*EXCERPTED DATA:*

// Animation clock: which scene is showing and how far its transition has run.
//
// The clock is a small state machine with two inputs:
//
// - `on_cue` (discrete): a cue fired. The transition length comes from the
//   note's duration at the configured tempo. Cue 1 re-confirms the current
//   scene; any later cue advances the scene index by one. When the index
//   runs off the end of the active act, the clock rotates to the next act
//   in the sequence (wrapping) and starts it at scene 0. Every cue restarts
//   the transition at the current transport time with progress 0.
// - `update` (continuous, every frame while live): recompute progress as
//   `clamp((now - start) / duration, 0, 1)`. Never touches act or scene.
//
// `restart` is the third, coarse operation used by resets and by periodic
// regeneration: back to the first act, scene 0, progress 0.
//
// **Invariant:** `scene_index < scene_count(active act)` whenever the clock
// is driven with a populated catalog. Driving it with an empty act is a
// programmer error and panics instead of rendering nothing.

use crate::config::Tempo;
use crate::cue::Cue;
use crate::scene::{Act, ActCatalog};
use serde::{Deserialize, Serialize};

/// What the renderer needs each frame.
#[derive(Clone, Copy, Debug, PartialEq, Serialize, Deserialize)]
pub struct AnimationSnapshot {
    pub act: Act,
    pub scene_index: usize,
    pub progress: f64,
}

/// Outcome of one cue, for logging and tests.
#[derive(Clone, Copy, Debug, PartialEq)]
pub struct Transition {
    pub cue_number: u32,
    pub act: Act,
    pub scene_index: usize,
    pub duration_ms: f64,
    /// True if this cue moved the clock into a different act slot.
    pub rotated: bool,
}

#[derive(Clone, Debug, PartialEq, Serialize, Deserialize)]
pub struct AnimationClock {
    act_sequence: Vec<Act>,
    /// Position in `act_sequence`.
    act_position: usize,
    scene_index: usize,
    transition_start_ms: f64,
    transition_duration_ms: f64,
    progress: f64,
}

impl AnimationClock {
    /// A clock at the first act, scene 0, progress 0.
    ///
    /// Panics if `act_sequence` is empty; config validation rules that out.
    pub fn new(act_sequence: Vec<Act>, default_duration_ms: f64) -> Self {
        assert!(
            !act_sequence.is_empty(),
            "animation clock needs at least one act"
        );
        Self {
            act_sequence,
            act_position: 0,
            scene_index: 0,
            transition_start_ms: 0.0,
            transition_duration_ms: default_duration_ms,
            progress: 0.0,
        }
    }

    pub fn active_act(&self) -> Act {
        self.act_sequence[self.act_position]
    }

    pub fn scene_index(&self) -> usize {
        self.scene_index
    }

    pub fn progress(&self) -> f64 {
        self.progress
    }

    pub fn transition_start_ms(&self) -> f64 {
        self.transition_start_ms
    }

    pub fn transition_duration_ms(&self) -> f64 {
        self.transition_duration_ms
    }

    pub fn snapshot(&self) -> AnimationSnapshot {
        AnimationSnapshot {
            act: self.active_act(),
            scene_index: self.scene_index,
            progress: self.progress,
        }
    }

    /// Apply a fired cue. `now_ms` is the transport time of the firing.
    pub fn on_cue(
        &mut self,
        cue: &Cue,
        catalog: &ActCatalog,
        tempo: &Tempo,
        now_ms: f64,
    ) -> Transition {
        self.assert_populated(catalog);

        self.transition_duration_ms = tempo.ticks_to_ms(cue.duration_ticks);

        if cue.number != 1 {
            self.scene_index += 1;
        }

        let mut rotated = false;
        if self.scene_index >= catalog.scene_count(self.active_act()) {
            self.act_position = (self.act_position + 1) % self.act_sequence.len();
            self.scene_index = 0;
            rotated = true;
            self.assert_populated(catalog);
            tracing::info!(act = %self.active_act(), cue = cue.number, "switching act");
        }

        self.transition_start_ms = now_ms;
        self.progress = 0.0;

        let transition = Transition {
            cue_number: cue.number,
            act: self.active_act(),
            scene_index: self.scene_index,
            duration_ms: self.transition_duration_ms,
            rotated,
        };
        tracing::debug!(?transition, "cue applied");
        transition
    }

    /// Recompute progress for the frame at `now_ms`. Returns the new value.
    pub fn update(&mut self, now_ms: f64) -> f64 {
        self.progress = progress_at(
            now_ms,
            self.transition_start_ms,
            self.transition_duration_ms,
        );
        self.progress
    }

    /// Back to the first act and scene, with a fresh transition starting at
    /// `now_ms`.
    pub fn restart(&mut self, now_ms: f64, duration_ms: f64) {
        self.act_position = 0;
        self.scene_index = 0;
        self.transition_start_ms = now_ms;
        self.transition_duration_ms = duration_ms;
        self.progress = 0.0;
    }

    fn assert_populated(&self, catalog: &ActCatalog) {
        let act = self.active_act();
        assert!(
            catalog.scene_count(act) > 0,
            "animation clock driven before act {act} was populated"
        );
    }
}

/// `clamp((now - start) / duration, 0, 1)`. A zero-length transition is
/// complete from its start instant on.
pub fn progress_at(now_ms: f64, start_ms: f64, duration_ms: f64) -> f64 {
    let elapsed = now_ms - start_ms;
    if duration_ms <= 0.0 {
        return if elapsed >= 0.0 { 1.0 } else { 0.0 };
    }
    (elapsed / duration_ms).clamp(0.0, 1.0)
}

==

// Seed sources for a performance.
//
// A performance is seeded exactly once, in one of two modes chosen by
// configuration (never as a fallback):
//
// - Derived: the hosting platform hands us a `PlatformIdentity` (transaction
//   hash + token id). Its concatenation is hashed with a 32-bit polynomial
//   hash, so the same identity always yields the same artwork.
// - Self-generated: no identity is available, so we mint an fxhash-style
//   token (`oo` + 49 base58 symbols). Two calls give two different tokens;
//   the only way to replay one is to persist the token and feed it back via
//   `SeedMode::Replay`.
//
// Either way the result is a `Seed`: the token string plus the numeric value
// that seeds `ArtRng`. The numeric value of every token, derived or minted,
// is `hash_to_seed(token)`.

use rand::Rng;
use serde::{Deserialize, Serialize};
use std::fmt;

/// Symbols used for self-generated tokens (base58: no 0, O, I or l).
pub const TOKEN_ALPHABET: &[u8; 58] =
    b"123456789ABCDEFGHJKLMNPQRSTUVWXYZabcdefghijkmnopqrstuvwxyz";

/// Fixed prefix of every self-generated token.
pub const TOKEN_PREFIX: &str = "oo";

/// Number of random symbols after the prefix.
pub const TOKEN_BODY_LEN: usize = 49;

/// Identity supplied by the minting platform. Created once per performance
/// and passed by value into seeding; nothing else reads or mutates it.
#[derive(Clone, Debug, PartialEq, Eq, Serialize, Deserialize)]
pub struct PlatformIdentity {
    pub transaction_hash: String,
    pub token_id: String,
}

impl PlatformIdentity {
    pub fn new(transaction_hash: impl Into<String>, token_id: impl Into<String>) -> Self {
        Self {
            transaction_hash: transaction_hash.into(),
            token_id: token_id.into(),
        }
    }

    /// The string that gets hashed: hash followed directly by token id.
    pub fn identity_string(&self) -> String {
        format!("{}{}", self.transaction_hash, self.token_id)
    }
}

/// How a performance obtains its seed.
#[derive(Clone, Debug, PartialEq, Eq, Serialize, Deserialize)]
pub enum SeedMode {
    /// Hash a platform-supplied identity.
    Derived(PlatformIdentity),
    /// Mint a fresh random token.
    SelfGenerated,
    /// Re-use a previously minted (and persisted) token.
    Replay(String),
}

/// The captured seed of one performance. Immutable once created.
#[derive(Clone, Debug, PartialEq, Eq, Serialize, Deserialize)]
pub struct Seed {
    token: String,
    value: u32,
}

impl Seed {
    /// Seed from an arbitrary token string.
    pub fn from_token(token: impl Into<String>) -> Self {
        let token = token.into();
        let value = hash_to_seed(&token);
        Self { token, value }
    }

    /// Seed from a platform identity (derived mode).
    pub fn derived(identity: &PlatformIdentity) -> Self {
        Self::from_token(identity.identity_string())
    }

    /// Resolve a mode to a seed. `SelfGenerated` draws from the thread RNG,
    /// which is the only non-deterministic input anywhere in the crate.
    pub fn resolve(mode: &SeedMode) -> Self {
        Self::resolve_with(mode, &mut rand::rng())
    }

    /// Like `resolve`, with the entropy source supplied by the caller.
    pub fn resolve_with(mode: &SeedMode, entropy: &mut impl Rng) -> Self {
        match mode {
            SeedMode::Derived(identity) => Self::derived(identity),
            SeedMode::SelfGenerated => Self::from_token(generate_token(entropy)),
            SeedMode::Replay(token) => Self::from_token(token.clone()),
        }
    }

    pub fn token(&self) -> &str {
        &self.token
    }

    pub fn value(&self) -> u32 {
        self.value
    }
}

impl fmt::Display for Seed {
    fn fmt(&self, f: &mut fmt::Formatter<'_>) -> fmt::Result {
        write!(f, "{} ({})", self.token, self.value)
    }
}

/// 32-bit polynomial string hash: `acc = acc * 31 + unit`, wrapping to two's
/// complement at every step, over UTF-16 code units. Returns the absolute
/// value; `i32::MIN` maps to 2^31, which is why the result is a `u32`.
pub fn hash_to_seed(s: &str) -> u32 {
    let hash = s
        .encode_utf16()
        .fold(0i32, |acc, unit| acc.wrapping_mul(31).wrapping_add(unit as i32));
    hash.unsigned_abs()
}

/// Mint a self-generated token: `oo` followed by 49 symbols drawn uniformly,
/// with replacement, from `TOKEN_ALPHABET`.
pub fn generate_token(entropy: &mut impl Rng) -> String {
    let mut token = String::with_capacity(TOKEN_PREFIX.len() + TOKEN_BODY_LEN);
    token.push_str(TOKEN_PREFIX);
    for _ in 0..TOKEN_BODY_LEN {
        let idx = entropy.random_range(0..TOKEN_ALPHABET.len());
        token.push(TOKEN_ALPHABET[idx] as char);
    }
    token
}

*PROBLEM:* Read the entries and pick out all lines that include the word "hashed".

*OUTPUT FOR THIS EXERCISE:*
//   hash + token id). Its concatenation is hashed with a 32-bit polynomial
    /// The string that gets hashed: hash followed directly by token id.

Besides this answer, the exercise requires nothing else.